# Goal of the exercise:
Using the data below, gather each line that includes the word "MetricRow".

# Supplied information:
»»
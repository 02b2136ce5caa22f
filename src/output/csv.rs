//! CSV latency report
//!
//! One header row, one row per measured trial, then the `Test Avg` row.
//! Same shape as a pandas `DataFrame.to_csv(index=False)` of the table, so the
//! plotting scripts read it unchanged:
//!
//! ```text
//! Test,Avg generation time(ms),Avg inference time(ms),Avg transfer time(ms)
//! Test 0,100.0,60.0,40.0
//! Test 1,120.0,70.0,50.0
//! Test Avg,110.0,65.0,45.0
//! ```

use crate::metrics::{MetricRow, ReportTable, TrailerLayout};
use crate::Result;
use anyhow::Context;
use std::fs::File;
use std::io::{BufWriter, Write};
use std::path::Path;

/// CSV writer for the latency report
pub struct CsvWriter<W: Write> {
    out: W,
    layout: TrailerLayout,
}

impl CsvWriter<BufWriter<File>> {
    /// Create `path` and write the header row
    pub fn create(path: &Path, layout: TrailerLayout) -> Result<Self> {
        let file = File::create(path)
            .with_context(|| format!("Failed to create report: {}", path.display()))?;
        Self::new(BufWriter::new(file), layout)
    }
}

impl<W: Write> CsvWriter<W> {
    /// Wrap a writer and emit the header row
    pub fn new(mut out: W, layout: TrailerLayout) -> Result<Self> {
        writeln!(out, "{}", header(layout))?;
        Ok(Self { out, layout })
    }

    /// Append one row
    pub fn append_row(&mut self, row: &MetricRow) -> Result<()> {
        if row.layout() != self.layout {
            anyhow::bail!(
                "row '{}' has a {} trailer but the report is {}",
                row.label,
                row.layout(),
                self.layout
            );
        }

        let mut line = escape_field(&row.label);
        for value in row.values() {
            // `{:?}` keeps the trailing `.0` on whole numbers (110.0, not 110)
            line.push_str(&format!(",{:?}", value));
        }
        writeln!(self.out, "{}", line)?;
        Ok(())
    }

    /// Flush and return the underlying writer
    pub fn finish(mut self) -> Result<W> {
        self.out.flush()?;
        Ok(self.out)
    }
}

/// Header row for `layout`
pub fn header(layout: TrailerLayout) -> String {
    let mut header = String::from("Test");
    for field in layout.fields() {
        header.push(',');
        header.push_str(field.column);
    }
    header
}

/// Write a finalized table to `path`
pub fn write_report(path: &Path, table: &ReportTable) -> Result<()> {
    let mut writer = CsvWriter::create(path, table.layout())?;
    for row in table.rows() {
        writer.append_row(row)?;
    }
    writer
        .finish()
        .with_context(|| format!("Failed to write report: {}", path.display()))?;
    Ok(())
}

fn escape_field(field: &str) -> String {
    if field.contains(|c| matches!(c, ',' | '"' | '\n')) {
        format!("\"{}\"", field.replace('"', "\"\""))
    } else {
        field.to_string()
    }
}
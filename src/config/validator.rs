//! Configuration validation

use super::*;
use anyhow::Result;
use std::collections::HashSet;

/// Validate complete configuration
pub fn validate_config(config: &Config) -> Result<()> {
    validate_cluster(&config.cluster)?;
    validate_inference(&config.inference)?;
    validate_run(&config.run)?;

    Ok(())
}

/// Validate worker hosts and SSH settings
pub fn validate_cluster(cluster: &ClusterConfig) -> Result<()> {
    let mut seen = HashSet::new();
    for (i, host) in cluster.workers.iter().enumerate() {
        if host.trim().is_empty() {
            anyhow::bail!("worker {} has an empty address", i);
        }
        if host.contains(char::is_whitespace) {
            anyhow::bail!("worker address '{}' contains whitespace", host);
        }
        if !seen.insert(host.as_str()) {
            anyhow::bail!("worker '{}' is listed more than once", host);
        }
    }

    if !cluster.workers.is_empty() {
        if cluster.ssh.credentials().is_none() {
            anyhow::bail!("workers configured but no SSH password or private key given");
        }
        if cluster.ssh.user.is_empty() {
            anyhow::bail!("SSH user must not be empty");
        }
    }

    if cluster.ssh.connect_timeout_ms == 0 {
        anyhow::bail!("connect timeout must be greater than zero");
    }

    if cluster.ssh.port == 0 {
        anyhow::bail!("SSH port must not be 0");
    }

    Ok(())
}

/// Validate inference parameters
pub fn validate_inference(inference: &InferenceConfig) -> Result<()> {
    if inference.threads == 0 {
        anyhow::bail!("threads must be at least 1");
    }

    if inference.steps == 0 {
        anyhow::bail!("steps must be at least 1");
    }

    if inference.model.trim().is_empty() {
        anyhow::bail!("model name must not be empty");
    }

    if inference.worker_port == 0 {
        anyhow::bail!("worker port must not be 0");
    }

    Ok(())
}

/// Validate trial sequencing
pub fn validate_run(run: &RunConfig) -> Result<()> {
    if run.loop_count == 0 {
        anyhow::bail!("loop must be at least 1 (the report average needs one measured trial)");
    }

    if let Some(0) = run.master_timeout_ms {
        anyhow::bail!("master timeout must be greater than zero");
    }

    if run.test_name.contains(std::path::MAIN_SEPARATOR) {
        anyhow::bail!("test name '{}' must not contain a path separator", run.test_name);
    }

    Ok(())
}

#[cfg(test)]
mod tests {
    use super::*;

    fn cluster_with(workers: &[&str]) -> ClusterConfig {
        let mut cluster = ClusterConfig::default();
        cluster.workers = workers.iter().map(|w| w.to_string()).collect();
        cluster.ssh.password = Some("123".to_string());
        cluster
    }

    #[test]
    fn test_default_config_is_valid() {
        assert!(validate_config(&Config::default()).is_ok());
    }

    #[test]
    fn test_duplicate_workers_rejected() {
        let cluster = cluster_with(&["192.168.6.1", "192.168.6.1"]);
        assert!(validate_cluster(&cluster).is_err());
    }

    #[test]
    fn test_empty_worker_rejected() {
        let cluster = cluster_with(&["192.168.6.1", " "]);
        assert!(validate_cluster(&cluster).is_err());
    }

    #[test]
    fn test_workers_need_credentials() {
        let mut cluster = cluster_with(&["192.168.6.1"]);
        assert!(validate_cluster(&cluster).is_ok());
        cluster.ssh.password = None;
        assert!(validate_cluster(&cluster).is_err());
    }

    #[test]
    fn test_zero_connect_timeout_rejected() {
        let mut cluster = ClusterConfig::default();
        cluster.ssh.connect_timeout_ms = 0;
        assert!(validate_cluster(&cluster).is_err());
    }

    #[test]
    fn test_zero_threads_and_steps_rejected() {
        let mut inference = InferenceConfig::default();
        inference.threads = 0;
        assert!(validate_inference(&inference).is_err());

        let mut inference = InferenceConfig::default();
        inference.steps = 0;
        assert!(validate_inference(&inference).is_err());
    }

    #[test]
    fn test_zero_loop_rejected() {
        let mut run = RunConfig::default();
        run.loop_count = 0;
        assert!(validate_run(&run).is_err());
    }

    #[test]
    fn test_zero_warm_up_allowed() {
        let mut run = RunConfig::default();
        run.warm_up = 0;
        assert!(validate_run(&run).is_ok());
    }
}
//! Latency metrics
//!
//! The master prints a fixed trailer of summary lines when it finishes. This
//! module owns that contract ([`TrailerLayout`]), the per-trial row type
//! ([`MetricRow`]), extraction from raw output ([`extract`]) and aggregation
//! over trials ([`aggregator`]).
//!
//! # Trailer contract (version 1)
//!
//! Fields are identified by position only, in this order:
//!
//! | # | Field      | Master line                        | Layouts          |
//! |---|------------|------------------------------------|------------------|
//! | 0 | generation | `Avg Generation Time: 123.45 ms`   | basic, extended  |
//! | 1 | inference  | `Avg Inference Time:  100.00 ms`   | basic, extended  |
//! | 2 | transfer   | `Avg Transfer Time:   23.45 ms`    | basic, extended  |
//! | 3 | serial     | `Avg Serial Time:  40.00 ms`       | extended         |
//! | 4 | parallel   | `Avg Parallel Time:  60.00 ms`     | extended         |
//!
//! Changing the master's line order or count is a breaking change and must
//! bump [`TRAILER_FORMAT_VERSION`].

pub mod aggregator;
pub mod extract;

use serde::{Deserialize, Serialize};
use std::fmt;

pub use aggregator::{AggregateError, ReportTable, TrialAggregator};
pub use extract::{extract, render_trailer, ExtractionError};

/// Version of the positional trailer contract
pub const TRAILER_FORMAT_VERSION: u32 = 1;

/// One trailer field
#[derive(Debug, Clone, Copy, PartialEq, Eq)]
pub struct TrailerField {
    /// Short name used in errors and JSON
    pub name: &'static str,
    /// Label the master prints before the value
    pub master_label: &'static str,
    /// Report column header
    pub column: &'static str,
}

const FIELDS: [TrailerField; 5] = [
    TrailerField {
        name: "generation",
        master_label: "Avg Generation Time:",
        column: "Avg generation time(ms)",
    },
    TrailerField {
        name: "inference",
        master_label: "Avg Inference Time: ",
        column: "Avg inference time(ms)",
    },
    TrailerField {
        name: "transfer",
        master_label: "Avg Transfer Time:  ",
        column: "Avg transfer time(ms)",
    },
    TrailerField {
        name: "serial",
        master_label: "Avg Serial Time: ",
        column: "Avg serial time(ms)",
    },
    TrailerField {
        name: "parallel",
        master_label: "Avg Parallel Time: ",
        column: "Avg parallel time(ms)",
    },
];

/// Shape of the master's trailer
#[derive(Debug, Clone, Copy, Serialize, Deserialize, PartialEq, Eq, Default)]
#[serde(rename_all = "snake_case")]
pub enum TrailerLayout {
    /// generation / inference / transfer
    #[default]
    Basic,
    /// basic + serial / parallel
    Extended,
}

impl TrailerLayout {
    /// Number of trailer lines (K)
    pub fn line_count(self) -> usize {
        self.fields().len()
    }

    /// Fields in trailer order
    pub fn fields(self) -> &'static [TrailerField] {
        match self {
            TrailerLayout::Basic => &FIELDS[..3],
            TrailerLayout::Extended => &FIELDS[..],
        }
    }
}

impl fmt::Display for TrailerLayout {
    fn fmt(&self, f: &mut fmt::Formatter) -> fmt::Result {
        match self {
            TrailerLayout::Basic => write!(f, "basic"),
            TrailerLayout::Extended => write!(f, "extended"),
        }
    }
}

/// Serial / parallel split of inference time (extended trailer only)
#[derive(Debug, Clone, Copy, PartialEq, Serialize, Deserialize)]
pub struct ParallelSplit {
    pub serial_time: f64,
    pub parallel_time: f64,
}

/// Latencies of one trial, in milliseconds
#[derive(Debug, Clone, PartialEq, Serialize, Deserialize)]
pub struct MetricRow {
    /// Row label ("Test 0", ..., "Test Avg")
    pub label: String,
    pub generation_time: f64,
    pub inference_time: f64,
    pub transfer_time: f64,
    #[serde(flatten)]
    pub split: Option<ParallelSplit>,
}

impl MetricRow {
    /// Build a row from values in trailer order
    ///
    /// Returns `None` unless `values` has exactly 3 or 5 entries.
    pub fn from_values(label: impl Into<String>, values: &[f64]) -> Option<Self> {
        let split = match values.len() {
            3 => None,
            5 => Some(ParallelSplit {
                serial_time: values[3],
                parallel_time: values[4],
            }),
            _ => return None,
        };

        Some(Self {
            label: label.into(),
            generation_time: values[0],
            inference_time: values[1],
            transfer_time: values[2],
            split,
        })
    }

    /// Layout this row was extracted with
    pub fn layout(&self) -> TrailerLayout {
        if self.split.is_some() {
            TrailerLayout::Extended
        } else {
            TrailerLayout::Basic
        }
    }

    /// Values in trailer order
    pub fn values(&self) -> Vec<f64> {
        let mut values = vec![self.generation_time, self.inference_time, self.transfer_time];
        if let Some(split) = self.split {
            values.push(split.serial_time);
            values.push(split.parallel_time);
        }
        values
    }
}

#[cfg(test)]
mod tests {
    use super::*;

    #[test]
    fn test_layout_line_counts() {
        assert_eq!(TrailerLayout::Basic.line_count(), 3);
        assert_eq!(TrailerLayout::Extended.line_count(), 5);
        assert_eq!(TrailerLayout::Extended.fields()[3].name, "serial");
    }

    #[test]
    fn test_row_from_values() {
        let row = MetricRow::from_values("Test 0", &[100.0, 60.0, 40.0]).unwrap();
        assert_eq!(row.layout(), TrailerLayout::Basic);
        assert_eq!(row.values(), vec![100.0, 60.0, 40.0]);

        let row = MetricRow::from_values("Test 0", &[100.0, 60.0, 40.0, 20.0, 40.0]).unwrap();
        assert_eq!(row.layout(), TrailerLayout::Extended);
        assert_eq!(row.split.unwrap().parallel_time, 40.0);

        assert!(MetricRow::from_values("bad", &[1.0, 2.0]).is_none());
        assert!(MetricRow::from_values("bad", &[1.0, 2.0, 3.0, 4.0]).is_none());
    }

    #[test]
    fn test_row_json_shape() {
        let row = MetricRow::from_values("Test 1", &[1.5, 2.5, 3.5]).unwrap();
        let json = serde_json::to_value(&row).unwrap();
        assert_eq!(json["label"], "Test 1");
        assert_eq!(json["generation_time"], 1.5);
        assert!(json.get("serial_time").is_none());

        let row = MetricRow::from_values("Test 1", &[1.5, 2.5, 3.5, 1.0, 1.5]).unwrap();
        let json = serde_json::to_value(&row).unwrap();
        assert_eq!(json["serial_time"], 1.0);
    }
}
««
# Response to the task:
use crate::metrics::{MetricRow, ReportTable, TrailerLayout};
    pub fn append_row(&mut self, row: &MetricRow) -> Result<()> {
//! ([`MetricRow`]), extraction from raw output ([`extract`]) and aggregation
pub struct MetricRow {
impl MetricRow {
        let row = MetricRow::from_values("Test 0", &[100.0, 60.0, 40.0]).unwrap();
        let row = MetricRow::from_values("Test 0", &[100.0, 60.0, 40.0, 20.0, 40.0]).unwrap();
        assert!(MetricRow::from_values("bad", &[1.0, 2.0]).is_none());
        assert!(MetricRow::from_values("bad", &[1.0, 2.0, 3.0, 4.0]).is_none());
        let row = MetricRow::from_values("Test 1", &[1.5, 2.5, 3.5]).unwrap();
        let row = MetricRow::from_values("Test 1", &[1.5, 2.5, 3.5, 1.0, 1.5]).unwrap();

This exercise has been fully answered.